Led by guitarist, singer, and songwriter Pat King, Labrador has been around for a handful of years — seen moves to a new city (Philadelphia), seen a handful of lineup changes (the band is now officially King, Will Hochgertel and Steve Kurtz), and an excellent full-length breakthrough in 2023’s Hold The Door For Strangers. As you might guess from the title, Strangers was an album about empathy, full of poignant character studies and patient witching-hour ruminations.
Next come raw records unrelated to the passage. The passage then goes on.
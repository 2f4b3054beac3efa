use std::net::SocketAddr;

use axum::{routing::get, Router};
use tower_http::{cors::CorsLayer, trace::TraceLayer};

use crate::state::AppState;
use crate::{auth, bookmarks};

pub fn build_app(state: AppState) -> Router {
    Router::new()
        .merge(auth::router())
        .merge(bookmarks::router())
        .route("/health", get(|| async { "ok" }))
        .with_state(state)
        .layer(CorsLayer::permissive())
        .layer(
            TraceLayer::new_for_http()
                .make_span_with(|req: &axum::http::Request<_>| {
                    let method = req.method().clone();
                    let uri = req.uri().clone();
                    tracing::info_span!("http_request", %method, uri = %uri)
                })
                .on_response(
                    |res: &axum::http::Response<_>,
                     _latency: std::time::Duration,
                     span: &tracing::Span| {
                        let status = res.status();
                        span.record("status", tracing::field::display(status));
                        if status.is_server_error() {
                            tracing::error!(%status, "response");
                        } else {
                            tracing::info!(%status, "response");
                        }
                    },
                ),
        )
}

pub async fn serve(app: Router) -> anyhow::Result<()> {
    let addr: SocketAddr = format!(
        "{}:{}",
        std::env::var("APP_HOST").unwrap_or_else(|_| "0.0.0.0".into()),
        std::env::var("APP_PORT").unwrap_or_else(|_| "8080".into())
    )
    .parse()?;

    tracing::info!("listening on {}", addr);
    let listener = tokio::net::TcpListener::bind(addr).await?;
    axum::serve(listener, app).await?;
    Ok(())
}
Consider My Version Of Desire the big, beating heart to that earlier album’s busy, roving thoughts. The songs this time around turn inward, lessons in love and acceptance and mercy, via the lens of how we might learn to love and accept and forgive ourselves. The beauty here is that these self-portraits are delivered with so much dynamism, so much electricity. Confessionals set to mid-60s confections. “Dry Out In June” is a song about sobriety delivered with the excitable pop charge of Small Faces or My Aim Is True-era Elvis Costello, roaring like a mid-80s Replacements single beneath a corona of soda-pop electric organ. “Someday I’ll Pay” stomps and blooms in the key of Ted Leo & The Pharmacists, guilt and trauma wrestled with in a major key. “Heavy Hearts” has both Nashville and Memphis in its wall of twanging Les Pauls, Stax hooks, and widescreen harmonies (“I’ve got a heeeaaavy heart”).

More often than not these songs start loud and get louder (credit engineer/mixer Heather Jones and mastering engineer Chris Walla for their brilliant work in helping make these pocket symphonies burst). King and company get down to the tough stuff of figuring yourself out, but the warmth here, the melodies and energy and ebullient blend of alt-country and mod-soul, always frame that soul-searching as a thing of beauty. My Version Of Desire — a true masterpiece -- is an album about love in all of the complexity that the word, in its truest depth, underlines. It’s a real kindness offered to all of us that Pat King and Labrador trace the rocky garden paths we have to take with such a joy for living, and with such a keen sense for the beauty of the flowers.